Robert, o psicótico terrorista que atende pelo sugestivo apelido de Eightball (a bola oito do bilhar), perde a paciência com a protagonista e a usa de exemplo para o resto dos passageiros, no estilo que um sequestrador faria. Mal sabia ele que estava despertando seu pior pesadelo… ou ao menos o do resto de sua equipe, já que a ideia de se tornar um vampiro parece sedutora para um psicótico.
Além das excelentes atuações de Robert Sheer (Eightball), Carl Anton Koch (Elias) e Peri Baumeister (Nadja), a trama se sustenta e as cenas de ação não se passam como num filme do gênero; não se trata de um filme de ação, mas de um filme com ação.
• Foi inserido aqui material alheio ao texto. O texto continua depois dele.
//! Reachability of the fast tier, the event log and the authoritative store.

use crate::broker::EventBroker;
use crate::error::Result;
use crate::kv::KeyValueStore;
use crate::store::LikeStore;
use async_trait::async_trait;
use futures::future::join_all;
use serde::{Deserialize, Serialize};
use std::collections::HashMap;
use std::sync::Arc;
use std::time::{Duration, Instant};
use tokio::sync::RwLock;

/// Probes slower than this report `Degraded`
const SLOW_PROBE: Duration = Duration::from_millis(500);

#[derive(Debug, Clone, Copy, PartialEq, Eq, Serialize, Deserialize)]
#[serde(rename_all = "lowercase")]
pub enum HealthStatus {
    Healthy,
    Degraded,
    Unhealthy,
}

#[derive(Debug, Clone, Serialize, Deserialize)]
pub struct HealthCheckResult {
    pub status: HealthStatus,
    pub message: Option<String>,
    pub latency_ms: Option<u64>,
    pub last_check: chrono::DateTime<chrono::Utc>,
}

impl HealthCheckResult {
    fn new(status: HealthStatus, message: Option<String>) -> Self {
        Self {
            status,
            message,
            latency_ms: None,
            last_check: chrono::Utc::now(),
        }
    }

    pub fn healthy() -> Self {
        Self::new(HealthStatus::Healthy, None)
    }

    pub fn unhealthy(message: String) -> Self {
        Self::new(HealthStatus::Unhealthy, Some(message))
    }

    /// Classify a probe that started at `started`
    pub fn from_probe(probe: Result<()>, started: Instant) -> Self {
        let latency = started.elapsed();
        let mut result = match probe {
            Err(e) => Self::unhealthy(e.to_string()),
            Ok(()) if latency > SLOW_PROBE => Self::new(
                HealthStatus::Degraded,
                Some(format!("slow response: {}ms", latency.as_millis())),
            ),
            Ok(()) => Self::healthy(),
        };
        result.latency_ms = Some(latency.as_millis() as u64);
        result
    }
}

#[derive(Debug, Clone, Serialize, Deserialize)]
pub struct SystemHealth {
    /// Worst status among the components
    pub status: HealthStatus,
    pub components: HashMap<String, HealthCheckResult>,
    pub version: String,
    pub uptime_seconds: u64,
}

#[async_trait]
pub trait HealthCheck: Send + Sync {
    async fn check_health(&self) -> HealthCheckResult;

    fn component_name(&self) -> &'static str;
}

pub struct HealthRegistry {
    components: RwLock<Vec<Box<dyn HealthCheck>>>,
    started: Instant,
}

impl Default for HealthRegistry {
    fn default() -> Self {
        Self::new()
    }
}

impl HealthRegistry {
    pub fn new() -> Self {
        Self {
            components: RwLock::new(Vec::new()),
            started: Instant::now(),
        }
    }

    /// Register a check, replacing one with the same component name
    pub async fn register(&self, check: Box<dyn HealthCheck>) {
        let mut components = self.components.write().await;
        components.retain(|existing| existing.component_name() != check.component_name());
        components.push(check);
    }

    /// Probe every component concurrently
    pub async fn get_system_health(&self) -> SystemHealth {
        let components = self.components.read().await;
        let results = join_all(components.iter().map(|check| async move {
            (check.component_name().to_string(), check.check_health().await)
        }))
        .await;

        let status = results
            .iter()
            .map(|(_, result)| result.status)
            .max_by_key(|status| match status {
                HealthStatus::Healthy => 0,
                HealthStatus::Degraded => 1,
                HealthStatus::Unhealthy => 2,
            })
            .unwrap_or(HealthStatus::Healthy);

        SystemHealth {
            status,
            components: results.into_iter().collect(),
            version: env!("CARGO_PKG_VERSION").to_string(),
            uptime_seconds: self.started.elapsed().as_secs(),
        }
    }

    pub async fn get_component_health(&self, name: &str) -> Option<HealthCheckResult> {
        let components = self.components.read().await;
        let check = components.iter().find(|check| check.component_name() == name)?;
        Some(check.check_health().await)
    }
}

pub struct KvHealthCheck {
    store: Arc<dyn KeyValueStore>,
}

impl KvHealthCheck {
    pub fn new(store: Arc<dyn KeyValueStore>) -> Self {
        Self { store }
    }
}

#[async_trait]
impl HealthCheck for KvHealthCheck {
    async fn check_health(&self) -> HealthCheckResult {
        let started = Instant::now();
        HealthCheckResult::from_probe(self.store.ping().await, started)
    }

    fn component_name(&self) -> &'static str {
        "kv"
    }
}

pub struct BrokerHealthCheck {
    broker: Arc<dyn EventBroker>,
}

impl BrokerHealthCheck {
    pub fn new(broker: Arc<dyn EventBroker>) -> Self {
        Self { broker }
    }
}

#[async_trait]
impl HealthCheck for BrokerHealthCheck {
    async fn check_health(&self) -> HealthCheckResult {
        let started = Instant::now();
        HealthCheckResult::from_probe(self.broker.ping().await, started)
    }

    fn component_name(&self) -> &'static str {
        "broker"
    }
}

pub struct StoreHealthCheck {
    store: Arc<dyn LikeStore>,
}

impl StoreHealthCheck {
    pub fn new(store: Arc<dyn LikeStore>) -> Self {
        Self { store }
    }
}

#[async_trait]
impl HealthCheck for StoreHealthCheck {
    async fn check_health(&self) -> HealthCheckResult {
        let started = Instant::now();
        let probe = if self.store.is_healthy().await {
            Ok(())
        } else {
            Err(crate::LikeBridgeError::Database(
                "authoritative store unreachable".to_string(),
            ))
        };
        HealthCheckResult::from_probe(probe, started)
    }

    fn component_name(&self) -> &'static str {
        "store"
    }
}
O drama é tanto do sequestro do avião em si quanto da protagonista, lutando para não sucumbir à Besta e tendo que criar o filho em sua condição vampírica.
A cena de Nadja ralhando com o menino ainda bebê na forma de uma vampira sedenta por sangue enquanto o menino chora de fome, é uma metáfora perfeita da condição de mãe solteira, dramatizada em seu (quase) frenesi. E por que usei o termo “frenesi” e a expressão “sucumbir à Besta”? Veremos no próximo tópico.
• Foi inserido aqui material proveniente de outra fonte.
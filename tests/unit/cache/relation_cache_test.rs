// Hot subject relation cache tests

use async_trait::async_trait;
use likebridge::cache::RelationCache;
use likebridge::config::RelationCacheConfig;
use likebridge::error::Result;
use likebridge::models::{AppliedBatch, CounterDelta, LikeAction, LikeBatchPlan, ToggleOutcome};
use likebridge::store::{InMemoryLikeStore, LikeStore};
use std::collections::BTreeSet;
use std::sync::Arc;
use std::time::Duration;

#[cfg(test)]
mod relation_cache_tests {
    use super::*;

    /// Store whose actor set reads take a while
    struct SlowLoadStore {
        inner: InMemoryLikeStore,
        delay: Duration,
    }

    #[async_trait]
    impl LikeStore for SlowLoadStore {
        async fn ensure_schema(&self) -> Result<()> {
            self.inner.ensure_schema().await
        }

        async fn toggle(
            &self,
            actor_id: i64,
            subject_id: i64,
            action: LikeAction,
        ) -> Result<ToggleOutcome> {
            self.inner.toggle(actor_id, subject_id, action).await
        }

        async fn apply_batch(&self, plan: &LikeBatchPlan) -> Result<AppliedBatch> {
            self.inner.apply_batch(plan).await
        }

        async fn batch_update_counter(&self, deltas: &CounterDelta) -> Result<()> {
            self.inner.batch_update_counter(deltas).await
        }

        async fn liked_subjects(&self, actor_id: i64) -> Result<BTreeSet<i64>> {
            self.inner.liked_subjects(actor_id).await
        }

        async fn actors_of_subject(&self, subject_id: i64, limit: usize) -> Result<Vec<i64>> {
            let actors = self.inner.actors_of_subject(subject_id, limit).await;
            tokio::time::sleep(self.delay).await;
            actors
        }

        async fn has_relation(&self, actor_id: i64, subject_id: i64) -> Result<bool> {
            self.inner.has_relation(actor_id, subject_id).await
        }

        async fn like_count(&self, subject_id: i64) -> Result<i64> {
            self.inner.like_count(subject_id).await
        }

        async fn is_healthy(&self) -> bool {
            self.inner.is_healthy().await
        }
    }

    fn config(hot_threshold: u64, max_entries: usize) -> RelationCacheConfig {
        RelationCacheConfig {
            enabled: true,
            max_entries,
            ttl_secs: 300,
            hot_threshold,
            decay_secs: 60,
        }
    }

    async fn seeded_store() -> Arc<InMemoryLikeStore> {
        let store = Arc::new(InMemoryLikeStore::new());
        store.seed_relation(1, 10).await;
        store.seed_relation(2, 10).await;
        store.seed_relation(1, 20).await;
        store
    }

    #[tokio::test]
    async fn test_cold_subject_is_not_answered() {
        let store = seeded_store().await;
        let cache = RelationCache::new(store, config(3, 10));

        assert_eq!(cache.contains(1, 10).await.unwrap(), None);
        assert_eq!(cache.contains(1, 10).await.unwrap(), None);
        assert!(!cache.is_cached(10));
    }

    #[tokio::test]
    async fn test_hot_subject_loaded_and_answered() {
        let store = seeded_store().await;
        let cache = RelationCache::new(store, config(3, 10));

        cache.contains(1, 10).await.unwrap();
        cache.contains(1, 10).await.unwrap();
        assert_eq!(cache.contains(1, 10).await.unwrap(), Some(true));
        assert!(cache.is_cached(10));

        // Complete actor set, so absence is a definite no
        assert_eq!(cache.contains(9, 10).await.unwrap(), Some(false));
        assert_eq!(cache.contains(2, 10).await.unwrap(), Some(true));
    }

    #[tokio::test]
    async fn test_toggle_updates_cached_set() {
        let store = seeded_store().await;
        let cache = RelationCache::new(store, config(1, 10));
        assert_eq!(cache.contains(9, 10).await.unwrap(), Some(false));

        cache.apply_toggle(9, 10, true);
        assert_eq!(cache.contains(9, 10).await.unwrap(), Some(true));

        cache.apply_toggle(1, 10, false);
        assert_eq!(cache.contains(1, 10).await.unwrap(), Some(false));

        // Uncached subjects are left alone
        cache.apply_toggle(9, 30, true);
        assert!(!cache.is_cached(30));
    }

    #[tokio::test]
    async fn test_invalidate() {
        let store = seeded_store().await;
        let cache = RelationCache::new(store, config(1, 10));
        cache.contains(1, 10).await.unwrap();
        assert!(cache.is_cached(10));

        cache.invalidate(10);
        assert!(!cache.is_cached(10));
    }

    #[tokio::test]
    async fn test_bounded_entries() {
        let store = seeded_store().await;
        let cache = RelationCache::new(store, config(1, 1));

        cache.contains(1, 10).await.unwrap();
        cache.contains(1, 20).await.unwrap();
        assert_eq!(cache.len(), 1);
        assert!(cache.is_cached(20));
    }

    #[tokio::test]
    async fn test_disabled_cache_never_answers() {
        let store = seeded_store().await;
        let mut disabled = config(1, 10);
        disabled.enabled = false;
        let cache = RelationCache::new(store, disabled);

        for _ in 0..5 {
            assert_eq!(cache.contains(1, 10).await.unwrap(), None);
        }
        assert!(cache.is_empty());
    }

    #[tokio::test]
    async fn test_store_failure_surfaces() {
        let store = seeded_store().await;
        store.set_unavailable(true);
        let cache = RelationCache::new(store.clone() as Arc<dyn LikeStore>, config(1, 10));
        assert!(cache.contains(1, 10).await.is_err());
    }

    #[tokio::test]
    async fn test_set_loaded_across_a_toggle_is_discarded() {
        let store = Arc::new(SlowLoadStore {
            inner: InMemoryLikeStore::new(),
            delay: Duration::from_millis(200),
        });
        let cache = RelationCache::new(store.clone(), config(1, 10));

        // Actor 1 likes subject 10 while the actor set is being read
        let (lookup, toggled) = tokio::join!(cache.contains(2, 10), async {
            tokio::time::sleep(Duration::from_millis(50)).await;
            let outcome = store.toggle(1, 10, LikeAction::Like).await.unwrap();
            cache.apply_toggle(1, 10, true);
            outcome
        });
        assert!(matches!(toggled, ToggleOutcome::Applied { .. }));
        assert_eq!(lookup.unwrap(), None);
        assert!(!cache.is_cached(10));

        // The next hot lookup reloads and sees the like
        assert_eq!(cache.contains(1, 10).await.unwrap(), Some(true));
        assert!(store.has_relation(1, 10).await.unwrap());
    }

    #[tokio::test]
    async fn test_toggle_of_other_subject_keeps_load() {
        let store = Arc::new(SlowLoadStore {
            inner: InMemoryLikeStore::new(),
            delay: Duration::from_millis(100),
        });
        store.inner.seed_relation(2, 10).await;
        let cache = RelationCache::new(store.clone(), config(1, 10));

        let (lookup, _) = tokio::join!(cache.contains(2, 10), async {
            tokio::time::sleep(Duration::from_millis(20)).await;
            cache.apply_toggle(1, 20, true);
        });
        assert_eq!(lookup.unwrap(), Some(true));
        assert!(cache.is_cached(10));
    }
}
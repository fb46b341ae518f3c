//! Authoritative relational store for like relations and counts.

mod memory;
mod postgres;

pub use memory::InMemoryLikeStore;
pub use postgres::PostgresLikeStore;

use crate::error::Result;
use crate::models::{AppliedBatch, CounterDelta, LikeAction, LikeBatchPlan, ToggleOutcome};
use async_trait::async_trait;
use std::collections::BTreeSet;

#[async_trait]
pub trait LikeStore: Send + Sync {
    /// Create the like tables when missing
    async fn ensure_schema(&self) -> Result<()>;

    /// Apply one like or unlike in a single transaction.
    ///
    /// The relation row is locked while its state is re-checked, so two
    /// concurrent toggles of one relation cannot both apply.
    async fn toggle(&self, actor_id: i64, subject_id: i64, action: LikeAction)
        -> Result<ToggleOutcome>;

    /// Apply a batch plan in one transaction.
    ///
    /// Inserts of existing relations and removals of absent ones are
    /// skipped, and only the changes that took effect move the counters.
    /// Re-applying the same plan is therefore a no-op.
    async fn apply_batch(&self, plan: &LikeBatchPlan) -> Result<AppliedBatch>;

    /// Add signed deltas to like counts, all or none. Counts clamp at zero.
    async fn batch_update_counter(&self, deltas: &CounterDelta) -> Result<()>;

    async fn liked_subjects(&self, actor_id: i64) -> Result<BTreeSet<i64>>;

    /// Actors liking a subject, at most `limit`
    async fn actors_of_subject(&self, subject_id: i64, limit: usize) -> Result<Vec<i64>>;

    async fn has_relation(&self, actor_id: i64, subject_id: i64) -> Result<bool>;

    async fn like_count(&self, subject_id: i64) -> Result<i64>;

    async fn is_healthy(&self) -> bool;
}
Elementos de Vampiro: A Máscara
O filme tem diversos elementos do RPG Vampiro: A Máscara. Como já citei aqui no Otageek, Mark Rein-Hagen decretou o paradigma das histórias dos sanguessugas para o século XXI. Para começar, a fisionomia de Nadja é o estereótipo do clã Nosferatu. Em diversos momentos, ela luta para não sucumbir à Besta, como falei no parágrafo anterior.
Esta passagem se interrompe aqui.